Work to complete: Each line of the data that includes the string "rule" is to be copied out.

Source data section start

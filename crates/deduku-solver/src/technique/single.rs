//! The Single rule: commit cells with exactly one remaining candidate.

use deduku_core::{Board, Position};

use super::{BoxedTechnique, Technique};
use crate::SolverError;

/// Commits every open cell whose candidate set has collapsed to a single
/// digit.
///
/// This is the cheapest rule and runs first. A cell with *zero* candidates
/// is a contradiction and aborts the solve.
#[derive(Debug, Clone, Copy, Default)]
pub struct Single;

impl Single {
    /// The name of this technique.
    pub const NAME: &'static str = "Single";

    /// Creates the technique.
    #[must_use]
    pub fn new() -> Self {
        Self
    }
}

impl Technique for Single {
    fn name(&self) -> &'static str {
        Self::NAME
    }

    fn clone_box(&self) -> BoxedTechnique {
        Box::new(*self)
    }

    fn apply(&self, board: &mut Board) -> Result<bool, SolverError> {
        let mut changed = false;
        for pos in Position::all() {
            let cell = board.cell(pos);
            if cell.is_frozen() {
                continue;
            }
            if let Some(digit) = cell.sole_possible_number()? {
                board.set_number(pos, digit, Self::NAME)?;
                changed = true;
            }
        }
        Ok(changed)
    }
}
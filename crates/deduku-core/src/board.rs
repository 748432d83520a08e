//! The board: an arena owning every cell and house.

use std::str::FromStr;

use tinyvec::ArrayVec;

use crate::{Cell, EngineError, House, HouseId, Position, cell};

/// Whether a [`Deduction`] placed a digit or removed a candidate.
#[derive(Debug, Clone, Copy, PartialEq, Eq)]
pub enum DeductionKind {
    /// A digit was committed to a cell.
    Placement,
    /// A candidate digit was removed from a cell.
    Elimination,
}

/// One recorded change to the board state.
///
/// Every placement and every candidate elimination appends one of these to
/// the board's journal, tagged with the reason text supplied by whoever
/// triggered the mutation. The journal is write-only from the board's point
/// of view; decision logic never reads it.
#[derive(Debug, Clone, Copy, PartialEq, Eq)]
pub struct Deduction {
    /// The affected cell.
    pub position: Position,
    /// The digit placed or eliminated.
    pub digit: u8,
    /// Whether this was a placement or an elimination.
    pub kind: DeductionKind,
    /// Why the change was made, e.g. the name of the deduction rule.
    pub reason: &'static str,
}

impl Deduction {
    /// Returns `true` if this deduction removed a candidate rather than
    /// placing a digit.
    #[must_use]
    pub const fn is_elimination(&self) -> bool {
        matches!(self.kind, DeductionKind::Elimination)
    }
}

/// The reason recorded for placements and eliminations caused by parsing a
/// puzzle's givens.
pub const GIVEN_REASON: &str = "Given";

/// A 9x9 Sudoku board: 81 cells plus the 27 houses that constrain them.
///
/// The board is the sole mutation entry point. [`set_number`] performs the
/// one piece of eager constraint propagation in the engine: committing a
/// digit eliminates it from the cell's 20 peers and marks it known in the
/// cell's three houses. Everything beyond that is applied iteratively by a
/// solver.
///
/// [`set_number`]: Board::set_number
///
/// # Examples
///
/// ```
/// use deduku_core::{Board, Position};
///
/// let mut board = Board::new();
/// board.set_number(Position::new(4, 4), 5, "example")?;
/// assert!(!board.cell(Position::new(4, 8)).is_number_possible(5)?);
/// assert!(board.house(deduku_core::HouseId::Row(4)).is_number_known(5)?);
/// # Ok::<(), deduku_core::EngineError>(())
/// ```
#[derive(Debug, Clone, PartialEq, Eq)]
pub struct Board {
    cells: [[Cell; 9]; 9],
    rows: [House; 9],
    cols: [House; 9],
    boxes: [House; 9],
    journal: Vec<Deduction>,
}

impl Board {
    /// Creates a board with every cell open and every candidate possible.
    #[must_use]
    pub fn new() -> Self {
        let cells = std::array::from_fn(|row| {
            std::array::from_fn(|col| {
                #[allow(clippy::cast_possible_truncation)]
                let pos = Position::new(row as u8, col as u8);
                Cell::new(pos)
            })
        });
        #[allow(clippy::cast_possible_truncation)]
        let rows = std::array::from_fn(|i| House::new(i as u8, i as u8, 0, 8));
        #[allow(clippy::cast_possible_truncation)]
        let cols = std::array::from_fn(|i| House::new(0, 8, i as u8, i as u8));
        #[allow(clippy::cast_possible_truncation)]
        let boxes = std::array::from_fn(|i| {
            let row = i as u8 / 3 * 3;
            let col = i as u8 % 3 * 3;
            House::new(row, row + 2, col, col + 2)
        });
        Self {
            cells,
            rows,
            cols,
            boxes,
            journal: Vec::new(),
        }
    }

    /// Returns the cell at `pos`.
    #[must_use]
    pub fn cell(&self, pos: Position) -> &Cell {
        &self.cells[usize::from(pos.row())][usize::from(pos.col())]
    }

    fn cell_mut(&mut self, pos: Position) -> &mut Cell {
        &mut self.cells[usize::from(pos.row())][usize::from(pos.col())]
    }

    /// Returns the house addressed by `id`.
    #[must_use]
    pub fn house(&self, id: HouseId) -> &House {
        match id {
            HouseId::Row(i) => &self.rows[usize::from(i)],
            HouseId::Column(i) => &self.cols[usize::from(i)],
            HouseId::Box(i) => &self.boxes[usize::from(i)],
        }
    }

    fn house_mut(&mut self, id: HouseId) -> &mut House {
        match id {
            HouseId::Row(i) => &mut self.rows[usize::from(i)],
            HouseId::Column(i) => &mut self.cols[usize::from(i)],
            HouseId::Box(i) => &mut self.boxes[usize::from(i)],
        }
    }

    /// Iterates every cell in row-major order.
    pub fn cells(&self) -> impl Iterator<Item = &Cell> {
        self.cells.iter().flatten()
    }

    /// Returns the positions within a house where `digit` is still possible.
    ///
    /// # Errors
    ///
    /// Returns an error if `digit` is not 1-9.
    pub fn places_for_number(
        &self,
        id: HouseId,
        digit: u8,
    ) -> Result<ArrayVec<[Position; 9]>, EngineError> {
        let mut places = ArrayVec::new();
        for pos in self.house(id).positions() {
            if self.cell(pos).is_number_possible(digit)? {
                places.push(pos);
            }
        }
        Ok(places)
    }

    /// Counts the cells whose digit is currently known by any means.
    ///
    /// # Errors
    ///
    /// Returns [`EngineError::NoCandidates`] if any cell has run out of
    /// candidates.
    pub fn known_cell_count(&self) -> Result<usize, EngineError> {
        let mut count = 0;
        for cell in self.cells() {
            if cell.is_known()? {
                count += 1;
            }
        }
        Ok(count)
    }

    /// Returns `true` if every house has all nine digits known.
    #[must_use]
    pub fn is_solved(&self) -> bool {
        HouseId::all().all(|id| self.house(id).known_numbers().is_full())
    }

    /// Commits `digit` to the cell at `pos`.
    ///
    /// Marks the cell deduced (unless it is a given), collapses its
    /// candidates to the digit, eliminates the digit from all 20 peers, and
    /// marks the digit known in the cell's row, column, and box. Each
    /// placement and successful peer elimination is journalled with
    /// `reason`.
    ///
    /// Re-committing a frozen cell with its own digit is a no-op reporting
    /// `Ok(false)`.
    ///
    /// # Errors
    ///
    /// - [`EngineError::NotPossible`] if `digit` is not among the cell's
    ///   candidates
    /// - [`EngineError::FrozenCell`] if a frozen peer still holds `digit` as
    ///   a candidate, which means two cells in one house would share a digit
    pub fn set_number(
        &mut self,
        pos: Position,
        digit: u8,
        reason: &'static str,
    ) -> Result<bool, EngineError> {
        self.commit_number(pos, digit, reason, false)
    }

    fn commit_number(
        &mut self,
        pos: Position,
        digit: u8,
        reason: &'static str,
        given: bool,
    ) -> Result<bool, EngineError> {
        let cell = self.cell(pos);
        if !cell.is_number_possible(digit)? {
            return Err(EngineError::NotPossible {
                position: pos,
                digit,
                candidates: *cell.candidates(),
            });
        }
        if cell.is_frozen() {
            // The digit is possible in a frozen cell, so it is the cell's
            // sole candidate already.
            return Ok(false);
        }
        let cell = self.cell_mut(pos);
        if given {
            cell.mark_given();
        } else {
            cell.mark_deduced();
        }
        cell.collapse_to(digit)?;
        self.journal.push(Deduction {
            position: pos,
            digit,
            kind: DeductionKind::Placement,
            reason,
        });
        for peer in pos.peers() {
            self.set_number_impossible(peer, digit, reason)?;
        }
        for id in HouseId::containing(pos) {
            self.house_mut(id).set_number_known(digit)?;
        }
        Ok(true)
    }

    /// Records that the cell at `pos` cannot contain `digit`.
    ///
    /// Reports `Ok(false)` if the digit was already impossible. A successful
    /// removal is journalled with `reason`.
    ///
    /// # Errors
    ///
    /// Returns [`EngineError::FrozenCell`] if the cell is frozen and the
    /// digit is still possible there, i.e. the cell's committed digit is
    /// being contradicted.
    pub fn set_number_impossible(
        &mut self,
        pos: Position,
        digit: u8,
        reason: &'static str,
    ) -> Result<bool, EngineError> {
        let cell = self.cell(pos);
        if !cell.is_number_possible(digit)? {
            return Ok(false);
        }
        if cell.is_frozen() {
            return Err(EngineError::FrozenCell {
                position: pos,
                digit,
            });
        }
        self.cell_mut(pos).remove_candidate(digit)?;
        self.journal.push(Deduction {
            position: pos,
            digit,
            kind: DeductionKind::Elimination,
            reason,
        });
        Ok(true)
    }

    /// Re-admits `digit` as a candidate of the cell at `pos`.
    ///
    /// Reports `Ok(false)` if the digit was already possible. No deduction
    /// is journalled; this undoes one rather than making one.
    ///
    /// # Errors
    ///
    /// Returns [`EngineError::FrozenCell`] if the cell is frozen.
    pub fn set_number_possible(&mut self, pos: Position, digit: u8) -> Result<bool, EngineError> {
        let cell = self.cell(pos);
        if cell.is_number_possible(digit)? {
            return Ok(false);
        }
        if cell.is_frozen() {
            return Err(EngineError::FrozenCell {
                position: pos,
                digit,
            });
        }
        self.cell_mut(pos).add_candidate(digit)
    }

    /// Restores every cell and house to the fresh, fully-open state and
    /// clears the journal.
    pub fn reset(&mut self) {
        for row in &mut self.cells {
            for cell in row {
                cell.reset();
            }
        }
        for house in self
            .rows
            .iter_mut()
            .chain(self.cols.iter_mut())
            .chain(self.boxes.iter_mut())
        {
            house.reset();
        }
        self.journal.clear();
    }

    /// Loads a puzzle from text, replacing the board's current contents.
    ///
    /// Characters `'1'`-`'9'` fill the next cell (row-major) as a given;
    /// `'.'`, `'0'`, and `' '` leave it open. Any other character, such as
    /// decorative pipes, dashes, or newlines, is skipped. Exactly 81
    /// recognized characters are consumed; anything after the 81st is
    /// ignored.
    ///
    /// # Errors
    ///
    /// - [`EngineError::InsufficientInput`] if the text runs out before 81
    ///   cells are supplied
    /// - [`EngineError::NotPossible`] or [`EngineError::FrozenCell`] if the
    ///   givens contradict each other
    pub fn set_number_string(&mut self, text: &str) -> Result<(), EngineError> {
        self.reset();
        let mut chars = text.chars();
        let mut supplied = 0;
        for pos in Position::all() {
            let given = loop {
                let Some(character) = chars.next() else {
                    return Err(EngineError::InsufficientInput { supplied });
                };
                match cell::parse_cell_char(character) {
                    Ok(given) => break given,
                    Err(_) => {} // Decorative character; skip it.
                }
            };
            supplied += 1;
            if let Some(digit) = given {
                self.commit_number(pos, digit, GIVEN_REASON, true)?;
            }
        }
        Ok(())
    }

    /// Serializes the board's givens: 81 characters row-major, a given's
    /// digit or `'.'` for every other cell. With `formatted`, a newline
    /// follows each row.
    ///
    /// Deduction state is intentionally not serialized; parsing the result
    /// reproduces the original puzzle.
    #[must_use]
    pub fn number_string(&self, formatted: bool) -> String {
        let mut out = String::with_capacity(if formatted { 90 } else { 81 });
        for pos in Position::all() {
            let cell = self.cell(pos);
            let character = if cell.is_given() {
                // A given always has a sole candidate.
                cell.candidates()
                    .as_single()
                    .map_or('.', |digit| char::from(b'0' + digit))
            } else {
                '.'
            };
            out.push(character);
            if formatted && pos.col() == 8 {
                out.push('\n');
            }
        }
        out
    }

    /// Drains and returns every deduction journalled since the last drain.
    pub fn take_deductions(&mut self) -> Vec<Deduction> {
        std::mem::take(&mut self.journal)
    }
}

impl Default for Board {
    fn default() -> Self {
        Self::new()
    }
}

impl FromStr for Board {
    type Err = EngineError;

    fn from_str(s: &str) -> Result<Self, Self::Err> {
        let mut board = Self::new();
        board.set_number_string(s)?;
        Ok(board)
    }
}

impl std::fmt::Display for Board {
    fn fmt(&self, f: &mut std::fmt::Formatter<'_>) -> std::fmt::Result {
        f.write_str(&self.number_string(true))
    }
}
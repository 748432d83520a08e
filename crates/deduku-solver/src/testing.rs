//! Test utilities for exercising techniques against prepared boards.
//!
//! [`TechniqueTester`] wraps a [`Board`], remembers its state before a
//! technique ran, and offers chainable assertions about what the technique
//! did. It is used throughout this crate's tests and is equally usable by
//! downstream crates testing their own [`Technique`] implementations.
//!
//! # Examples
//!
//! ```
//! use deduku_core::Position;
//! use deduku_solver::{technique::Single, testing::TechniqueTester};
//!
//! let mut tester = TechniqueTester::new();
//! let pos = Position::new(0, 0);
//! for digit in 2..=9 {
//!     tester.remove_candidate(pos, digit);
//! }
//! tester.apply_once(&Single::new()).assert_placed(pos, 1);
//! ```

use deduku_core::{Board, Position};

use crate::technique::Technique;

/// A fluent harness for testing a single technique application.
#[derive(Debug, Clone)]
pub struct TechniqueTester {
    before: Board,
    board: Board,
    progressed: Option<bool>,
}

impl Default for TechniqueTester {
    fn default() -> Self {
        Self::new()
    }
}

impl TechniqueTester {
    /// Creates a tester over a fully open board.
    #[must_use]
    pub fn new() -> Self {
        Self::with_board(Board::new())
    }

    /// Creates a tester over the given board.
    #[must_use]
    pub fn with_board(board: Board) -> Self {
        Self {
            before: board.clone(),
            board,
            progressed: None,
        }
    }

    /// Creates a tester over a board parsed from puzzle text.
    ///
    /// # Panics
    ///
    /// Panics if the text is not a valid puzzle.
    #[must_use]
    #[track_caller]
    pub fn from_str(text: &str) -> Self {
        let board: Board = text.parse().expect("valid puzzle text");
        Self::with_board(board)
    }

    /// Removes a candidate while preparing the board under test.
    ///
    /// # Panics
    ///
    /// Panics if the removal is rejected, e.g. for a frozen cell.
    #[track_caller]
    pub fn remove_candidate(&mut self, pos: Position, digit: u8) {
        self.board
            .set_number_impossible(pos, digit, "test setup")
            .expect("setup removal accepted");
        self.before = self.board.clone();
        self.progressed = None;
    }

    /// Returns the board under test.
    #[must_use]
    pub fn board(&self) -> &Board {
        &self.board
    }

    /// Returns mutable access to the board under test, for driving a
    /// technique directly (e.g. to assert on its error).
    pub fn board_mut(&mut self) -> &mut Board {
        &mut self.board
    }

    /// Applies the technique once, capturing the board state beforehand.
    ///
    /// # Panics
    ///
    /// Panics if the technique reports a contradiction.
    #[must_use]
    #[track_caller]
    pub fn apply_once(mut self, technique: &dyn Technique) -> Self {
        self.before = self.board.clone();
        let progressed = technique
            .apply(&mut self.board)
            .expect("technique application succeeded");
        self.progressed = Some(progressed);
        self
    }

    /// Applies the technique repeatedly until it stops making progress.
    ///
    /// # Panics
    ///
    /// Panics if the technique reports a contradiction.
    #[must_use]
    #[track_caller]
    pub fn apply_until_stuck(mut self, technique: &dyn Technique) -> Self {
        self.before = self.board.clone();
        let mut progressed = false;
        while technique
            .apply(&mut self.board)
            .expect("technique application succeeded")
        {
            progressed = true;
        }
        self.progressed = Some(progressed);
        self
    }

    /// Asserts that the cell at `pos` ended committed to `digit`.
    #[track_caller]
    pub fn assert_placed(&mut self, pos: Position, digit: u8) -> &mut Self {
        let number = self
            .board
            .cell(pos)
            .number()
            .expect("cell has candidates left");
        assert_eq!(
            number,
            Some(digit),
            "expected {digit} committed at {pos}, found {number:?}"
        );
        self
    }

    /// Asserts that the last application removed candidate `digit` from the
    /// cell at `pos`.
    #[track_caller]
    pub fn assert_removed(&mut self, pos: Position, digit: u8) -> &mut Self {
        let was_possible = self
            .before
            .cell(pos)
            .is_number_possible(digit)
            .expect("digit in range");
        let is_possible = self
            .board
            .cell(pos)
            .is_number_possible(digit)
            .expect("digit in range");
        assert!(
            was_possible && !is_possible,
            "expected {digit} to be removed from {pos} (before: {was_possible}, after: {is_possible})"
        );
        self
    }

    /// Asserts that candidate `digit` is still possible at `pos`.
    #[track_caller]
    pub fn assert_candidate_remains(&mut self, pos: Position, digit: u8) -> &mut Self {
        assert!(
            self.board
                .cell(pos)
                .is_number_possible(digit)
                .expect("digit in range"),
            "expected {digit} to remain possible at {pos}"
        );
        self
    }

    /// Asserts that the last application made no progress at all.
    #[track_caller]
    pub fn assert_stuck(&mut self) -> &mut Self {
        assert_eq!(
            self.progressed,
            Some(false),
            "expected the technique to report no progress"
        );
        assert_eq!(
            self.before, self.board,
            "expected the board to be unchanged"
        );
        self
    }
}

Source data section end

Finished task:
//! The Single rule: commit cells with exactly one remaining candidate.
/// This is the cheapest rule and runs first. A cell with *zero* candidates
    /// Why the change was made, e.g. the name of the deduction rule.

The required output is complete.